Le fair use protège-t-il automatiquement les entreprises d’IA ?

Non. C’est précisément le cœur de l’incertitude américaine. Le fair use n’est pas une licence obtenue à l’avance ni un bouton juridique sur lequel une entreprise peut appuyer. Il s’agit d’une défense invoquée devant un juge lorsque survient un litige.

Les sociétés technologiques estiment qu’une interprétation large de cette doctrine est indispensable pour préserver la compétitivité des États-Unis dans la course mondiale à l’IA. OpenAI et Google ont ainsi défendu une approche qui préserve la capacité des modèles à apprendre à partir de contenus protégés, au nom de l’innovation et de la stratégie américaine en matière d’intelligence artificielle.

Leur argument est aussi pratique. Obtenir l’autorisation de chaque auteur, photographe, journaliste, studio, maison d’édition ou développeur représenté dans des corpus de plusieurs milliards de documents paraît extrêmement complexe. Les ayants droit répliquent qu’une difficulté logistique ne justifie pas l’effacement d’un droit économique. Ils soulignent aussi que les entreprises d’IA ont les moyens techniques et financiers de négocier des licences, de documenter leurs sources et de respecter les refus exprimés par les créateurs.

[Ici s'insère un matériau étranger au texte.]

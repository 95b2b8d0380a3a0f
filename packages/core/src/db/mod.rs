//! Database Layer
//!
//! This module handles all persistence for the kernel over libsql:
//!
//! - [`DatabaseService`] - connection management, table prefixing, and the
//!   numbered V1..V6 startup migrations
//! - [`ObjectStore`] - the persistence trait the services program against
//! - [`TursoStore`] - the libsql implementation, including the atomic
//!   mutation unit (object row + version row + outbox row in one transaction)

mod database;
mod error;
mod store;
mod turso_store;

pub use database::{DatabaseService, DEFAULT_TABLE_PREFIX};
pub use error::DatabaseError;
pub use store::{MutationUnit, ObjectStore, ObjectWrite, OutboxStats};
pub use turso_store::TursoStore;
//! Relationship Service - typed edges between objects
//!
//! Edges are created and retired through the same outbox discipline as
//! object mutations: the edge write and its `relationship.*` event commit in
//! one transaction. Navigation stays one hop - edges of an object, or edges
//! pointing at it.
//!
//! A `bidirectional` edge without an `inverse_type` never materializes a
//! second row; symmetry is a query-level concern (callers read
//! `referencing` for the reverse direction).

use crate::db::ObjectStore;
use crate::models::{
    event_types, topic_for, ActorContext, Cardinality, EventEnvelope, ObjectRelationship,
    OutboxEntry,
};
use crate::services::error::KernelError;
use serde_json::Value;
use std::sync::Arc;
use uuid::Uuid;

/// Aggregate type stamped on relationship outbox rows
const RELATIONSHIP_AGGREGATE: &str = "relationship";

/// Edge creation payload
#[derive(Debug, Clone)]
pub struct RelateObjects {
    pub source_id: Uuid,
    pub target_id: Uuid,
    pub rel_type: String,
    pub cardinality: Cardinality,
    pub bidirectional: bool,
    pub inverse_type: Option<String>,
    pub strength: f64,
    pub display_order: i64,
    pub metadata: Option<Value>,
}

impl RelateObjects {
    /// Minimal edge with defaults (strength 1.0, unidirectional)
    pub fn new(source_id: Uuid, target_id: Uuid, rel_type: impl Into<String>) -> Self {
        Self {
            source_id,
            target_id,
            rel_type: rel_type.into(),
            cardinality: Cardinality::OneToMany,
            bidirectional: false,
            inverse_type: None,
            strength: 1.0,
            display_order: 0,
            metadata: None,
        }
    }
}

#[derive(Clone)]
pub struct RelationshipService {
    store: Arc<dyn ObjectStore>,
}

impl RelationshipService {
    pub fn new(store: Arc<dyn ObjectStore>) -> Self {
        Self { store }
    }

    /// Create an edge between two live objects of the tenant.
    ///
    /// # Errors
    ///
    /// `NotFound` when either endpoint is absent, foreign, or deleted;
    /// `Conflict` when an active edge with the same natural key exists.
    pub async fn relate(
        &self,
        tenant_id: Uuid,
        actor: &ActorContext,
        input: RelateObjects,
    ) -> Result<ObjectRelationship, KernelError> {
        self.require_live(tenant_id, input.source_id).await?;
        self.require_live(tenant_id, input.target_id).await?;

        let mut relationship = ObjectRelationship::new(
            input.source_id,
            input.target_id,
            input.rel_type,
            input.cardinality,
            actor,
        );
        relationship.bidirectional = input.bidirectional;
        relationship.inverse_type = input.inverse_type;
        relationship.strength = input.strength;
        relationship.display_order = input.display_order;
        if let Some(metadata) = input.metadata {
            relationship.metadata = metadata;
        }
        relationship.validate()?;

        if self
            .store
            .get_relationship(
                relationship.source_id,
                relationship.target_id,
                &relationship.rel_type,
            )
            .await?
            .is_some()
        {
            return Err(KernelError::conflict(format!(
                "relationship {} -[{}]-> {} already exists",
                relationship.source_id, relationship.rel_type, relationship.target_id
            )));
        }

        let outbox = self.relationship_outbox(
            event_types::RELATIONSHIP_CREATED,
            tenant_id,
            &relationship,
        );
        self.store
            .apply_relationship(relationship.clone(), outbox)
            .await?;

        tracing::info!(
            source = %relationship.source_id,
            target = %relationship.target_id,
            rel_type = %relationship.rel_type,
            "Created relationship"
        );
        Ok(relationship)
    }

    /// Retire the active edge with this natural key.
    pub async fn unrelate(
        &self,
        tenant_id: Uuid,
        actor: &ActorContext,
        source_id: Uuid,
        target_id: Uuid,
        rel_type: &str,
    ) -> Result<(), KernelError> {
        // Edges carry no tenant of their own; ownership is checked through
        // the source endpoint (any state, so edges of a deleted object can
        // still be cleaned up explicitly)
        self.require_owned(tenant_id, source_id).await?;

        let relationship = self
            .store
            .get_relationship(source_id, target_id, rel_type)
            .await?
            .ok_or_else(|| {
                KernelError::not_found(
                    "relationship",
                    format!("{} -[{}]-> {}", source_id, rel_type, target_id),
                )
            })?;

        let outbox = self.relationship_outbox(
            event_types::RELATIONSHIP_DELETED,
            tenant_id,
            &relationship,
        );
        self.store
            .retire_relationship(source_id, target_id, rel_type, &actor.user, outbox)
            .await?;
        Ok(())
    }

    /// Active edges leaving an object (one hop)
    pub async fn related_of(
        &self,
        tenant_id: Uuid,
        source_id: Uuid,
    ) -> Result<Vec<ObjectRelationship>, KernelError> {
        self.require_owned(tenant_id, source_id).await?;
        Ok(self.store.list_relationships_from(source_id).await?)
    }

    /// Active edges pointing at an object (one hop, the symmetric view)
    pub async fn referencing(
        &self,
        tenant_id: Uuid,
        target_id: Uuid,
    ) -> Result<Vec<ObjectRelationship>, KernelError> {
        self.require_owned(tenant_id, target_id).await?;
        Ok(self.store.list_relationships_to(target_id).await?)
    }

    fn relationship_outbox(
        &self,
        event_type: &str,
        tenant_id: Uuid,
        relationship: &ObjectRelationship,
    ) -> OutboxEntry {
        let envelope = EventEnvelope::for_relationship(event_type, tenant_id, relationship);
        OutboxEntry::pending(
            relationship.source_id,
            RELATIONSHIP_AGGREGATE,
            event_type,
            topic_for(event_type),
            envelope.to_value(),
        )
    }

    async fn require_live(&self, tenant_id: Uuid, id: Uuid) -> Result<(), KernelError> {
        self.store
            .get_object(tenant_id, id)
            .await?
            .map(|_| ())
            .ok_or_else(|| KernelError::not_found("object", id))
    }

    async fn require_owned(&self, tenant_id: Uuid, id: Uuid) -> Result<(), KernelError> {
        self.store
            .get_object_any_state(tenant_id, id)
            .await?
            .map(|_| ())
            .ok_or_else(|| KernelError::not_found("object", id))
    }
}
//! ObjectStore Trait - Database Abstraction Layer
//!
//! This module defines the `ObjectStore` trait that abstracts persistence for
//! the kernel. The trait sits between the services (mutator, reader,
//! dispatcher) and the database implementation, so backends can be swapped
//! without touching business logic.
//!
//! # Architecture
//!
//! - **Async-first**: every method is async; implementations must be
//!   `Send + Sync` because futures move between runtime threads
//! - **Tenant scoping**: every object read takes the tenant id and filters on
//!   it; a cross-tenant id behaves exactly like an absent row
//! - **Atomic mutation unit**: [`ObjectStore::apply_mutation`] commits the
//!   live-row write, the version append, and the outbox insert in one
//!   transaction, or none of them
//! - **Typed outcomes**: duplicate codes and version conflicts surface as
//!   dedicated [`DatabaseError`] variants so the mutator can branch on them

use crate::db::error::DatabaseError;
use crate::models::{
    MetadataEntry, ObjectRecord, ObjectRelationship, ObjectStatus, ObjectVersion, OutboxEntry,
    Page, PageRequest,
};
use async_trait::async_trait;
use chrono::{DateTime, Utc};
use serde_json::Value;
use uuid::Uuid;

/// The live-row half of a mutation unit
#[derive(Debug, Clone)]
pub enum ObjectWrite {
    /// Insert a brand-new row at version 1
    Insert(ObjectRecord),

    /// Overwrite an existing row, guarded by `WHERE version = expected_version`.
    /// Zero rows affected aborts the unit with a version conflict.
    Update {
        record: ObjectRecord,
        expected_version: i64,
    },
}

/// Everything one committed mutation writes, applied atomically.
#[derive(Debug, Clone)]
pub struct MutationUnit {
    pub write: ObjectWrite,
    pub version: ObjectVersion,
    pub outbox: OutboxEntry,

    /// Deactivate the mutated object's relationships in the same transaction
    /// (set on soft delete so edges never outlive a live endpoint)
    pub retire_edges: bool,
}

impl MutationUnit {
    pub fn new(write: ObjectWrite, version: ObjectVersion, outbox: OutboxEntry) -> Self {
        Self {
            write,
            version,
            outbox,
            retire_edges: false,
        }
    }

    pub fn retiring_edges(mut self) -> Self {
        self.retire_edges = true;
        self
    }
}

/// Aggregate counts over the outbox table
#[derive(Debug, Clone, Copy, Default, PartialEq, Eq)]
pub struct OutboxStats {
    pub pending: u64,
    pub published: u64,
    pub failed: u64,
    /// FAILED rows that exhausted their retries
    pub dead_letter: u64,
}

/// Abstraction layer for kernel persistence.
///
/// Implementations must guarantee that `apply_mutation` and
/// `apply_relationship` are atomic, and that all object reads are
/// tenant-scoped. See [`crate::db::TursoStore`] for the libsql backend.
#[async_trait]
pub trait ObjectStore: Send + Sync {
    //
    // OBJECT READS
    //

    /// Fetch a live (non-deleted) object by id within a tenant
    async fn get_object(
        &self,
        tenant_id: Uuid,
        id: Uuid,
    ) -> Result<Option<ObjectRecord>, DatabaseError>;

    /// Fetch an object regardless of deletion state (history, restore)
    async fn get_object_any_state(
        &self,
        tenant_id: Uuid,
        id: Uuid,
    ) -> Result<Option<ObjectRecord>, DatabaseError>;

    /// Fetch a live object by its `(type_code, code)` business key
    async fn get_object_by_code(
        &self,
        tenant_id: Uuid,
        type_code: &str,
        code: &str,
    ) -> Result<Option<ObjectRecord>, DatabaseError>;

    /// Page live objects of a type, optionally narrowed to one status,
    /// ordered by `created_at` descending
    async fn list_by_type(
        &self,
        tenant_id: Uuid,
        type_code: &str,
        status: Option<ObjectStatus>,
        page: PageRequest,
    ) -> Result<Page<ObjectRecord>, DatabaseError>;

    /// Case-insensitive substring search over `name`
    async fn search_by_name(
        &self,
        tenant_id: Uuid,
        type_code: &str,
        term: &str,
        page: PageRequest,
    ) -> Result<Page<ObjectRecord>, DatabaseError>;

    /// Match objects whose document contains `{key: value}` at top level.
    /// Equality is exact for strings, numbers, and booleans.
    async fn query_by_attribute(
        &self,
        tenant_id: Uuid,
        type_code: &str,
        key: &str,
        value: &Value,
        page: PageRequest,
    ) -> Result<Page<ObjectRecord>, DatabaseError>;

    /// Fetch live objects for a set of ids; unknown ids are skipped
    async fn bulk_get(
        &self,
        tenant_id: Uuid,
        ids: &[Uuid],
    ) -> Result<Vec<ObjectRecord>, DatabaseError>;

    /// Count live objects of a type
    async fn count_by_type(&self, tenant_id: Uuid, type_code: &str)
        -> Result<u64, DatabaseError>;

    /// Count live objects of a type in one status
    async fn count_by_status(
        &self,
        tenant_id: Uuid,
        type_code: &str,
        status: ObjectStatus,
    ) -> Result<u64, DatabaseError>;

    //
    // MUTATION
    //

    /// Apply one mutation unit atomically.
    ///
    /// # Errors
    ///
    /// - `DuplicateCode` when an insert collides on the live business key
    /// - `VersionConflict` when the optimistic guard matches zero rows
    async fn apply_mutation(&self, unit: MutationUnit) -> Result<(), DatabaseError>;

    //
    // VERSION HISTORY
    //

    /// Page version rows, newest first
    async fn list_versions(
        &self,
        object_id: Uuid,
        page: PageRequest,
    ) -> Result<Page<ObjectVersion>, DatabaseError>;

    /// Fetch one version row by number
    async fn get_version(
        &self,
        object_id: Uuid,
        version_number: i64,
    ) -> Result<Option<ObjectVersion>, DatabaseError>;

    /// Time-travel: the version row with the greatest `created_at <= at`
    async fn find_version_at(
        &self,
        object_id: Uuid,
        at: DateTime<Utc>,
    ) -> Result<Option<ObjectVersion>, DatabaseError>;

    //
    // RELATIONSHIPS
    //

    /// Insert an edge and its outbox event in one transaction
    async fn apply_relationship(
        &self,
        relationship: ObjectRelationship,
        outbox: OutboxEntry,
    ) -> Result<(), DatabaseError>;

    /// Deactivate an edge and record its outbox event in one transaction.
    /// Returns `NotFound` when no active edge matches.
    async fn retire_relationship(
        &self,
        source_id: Uuid,
        target_id: Uuid,
        rel_type: &str,
        modified_by: &str,
        outbox: OutboxEntry,
    ) -> Result<(), DatabaseError>;

    /// Fetch the active edge with this natural key
    async fn get_relationship(
        &self,
        source_id: Uuid,
        target_id: Uuid,
        rel_type: &str,
    ) -> Result<Option<ObjectRelationship>, DatabaseError>;

    /// Active edges leaving `source_id`, ordered by `display_order`
    async fn list_relationships_from(
        &self,
        source_id: Uuid,
    ) -> Result<Vec<ObjectRelationship>, DatabaseError>;

    /// Active edges arriving at `target_id`, ordered by `display_order`
    async fn list_relationships_to(
        &self,
        target_id: Uuid,
    ) -> Result<Vec<ObjectRelationship>, DatabaseError>;

    //
    // OUTBOX
    //

    /// Oldest PENDING rows, at most one unresolved row per aggregate so the
    /// per-aggregate stream keeps creation order
    async fn fetch_pending_outbox(&self, limit: i64)
        -> Result<Vec<OutboxEntry>, DatabaseError>;

    /// FAILED rows due for retry (`retry_count < max_retries` and
    /// `next_retry_at <= now` or unset), same per-aggregate rule
    async fn fetch_retry_outbox(
        &self,
        limit: i64,
        now: DateTime<Utc>,
    ) -> Result<Vec<OutboxEntry>, DatabaseError>;

    /// Mark a row PUBLISHED with its broker coordinates. Guarded on the row
    /// still being PENDING/FAILED; returns false when another worker already
    /// resolved it.
    async fn mark_outbox_published(
        &self,
        id: Uuid,
        partition: i64,
        offset: i64,
        published_at: DateTime<Utc>,
    ) -> Result<bool, DatabaseError>;

    /// Mark a row FAILED, incrementing `retry_count` and recording the error
    /// and the next retry time. Same guard semantics as publishing.
    async fn mark_outbox_failed(
        &self,
        id: Uuid,
        error: &str,
        next_retry_at: Option<DateTime<Utc>>,
    ) -> Result<bool, DatabaseError>;

    /// Delete PUBLISHED rows older than `before`; returns rows removed
    async fn sweep_published_outbox(&self, before: DateTime<Utc>)
        -> Result<u64, DatabaseError>;

    /// Aggregate status counts for observability
    async fn outbox_stats(&self) -> Result<OutboxStats, DatabaseError>;

    /// Fetch one outbox row by id
    async fn get_outbox_entry(&self, id: Uuid) -> Result<Option<OutboxEntry>, DatabaseError>;

    /// All outbox rows of one aggregate in creation order
    async fn list_outbox_for_aggregate(
        &self,
        aggregate_id: Uuid,
    ) -> Result<Vec<OutboxEntry>, DatabaseError>;

    //
    // METADATA CACHE
    //

    /// Fetch the cached descriptor row for a type
    async fn get_metadata(&self, type_code: &str)
        -> Result<Option<MetadataEntry>, DatabaseError>;

    /// Insert or replace the descriptor row for a type
    async fn upsert_metadata(&self, entry: MetadataEntry) -> Result<(), DatabaseError>;

    /// Record one descriptor use (`usage_count`, `last_accessed_at`)
    async fn touch_metadata(
        &self,
        type_code: &str,
        accessed_at: DateTime<Utc>,
    ) -> Result<(), DatabaseError>;

    /// Flag a descriptor row as stale so the next read re-syncs
    async fn mark_metadata_stale(&self, type_code: &str) -> Result<(), DatabaseError>;
}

Les tribunaux américains devront donc déterminer si les usages en cause sont suffisamment transformateurs, et surtout s’ils nuisent à des marchés existants ou émergents. L’apparition d’outils capables de générer textes, illustrations, voix ou musiques à faible coût rend ce dernier critère particulièrement décisif.

Meta, les auteurs et la bataille des jeux de données

Les contentieux se multiplient parce que la question n’est plus théorique. Meta fait notamment face à des poursuites intentées par des auteurs qui contestent l’utilisation de livres pour l’entraînement de ses modèles de la famille Llama. Ces affaires posent des questions très concrètes : d’où viennent les œuvres utilisées, l’entreprise disposait-elle d’une autorisation, les copies ont-elles été obtenues légalement, et les modèles peuvent-ils affecter le marché des livres ou des auteurs concernés ?

Meta, comme d’autres acteurs du secteur, invoque une utilisation transformatrice et le fair use. Les plaignants soutiennent au contraire que la reproduction à grande échelle de leurs livres est une atteinte à leurs droits. À la date du 14 mai 2025, ces débats judiciaires ne permettent pas encore d’énoncer une règle générale applicable à tous les modèles.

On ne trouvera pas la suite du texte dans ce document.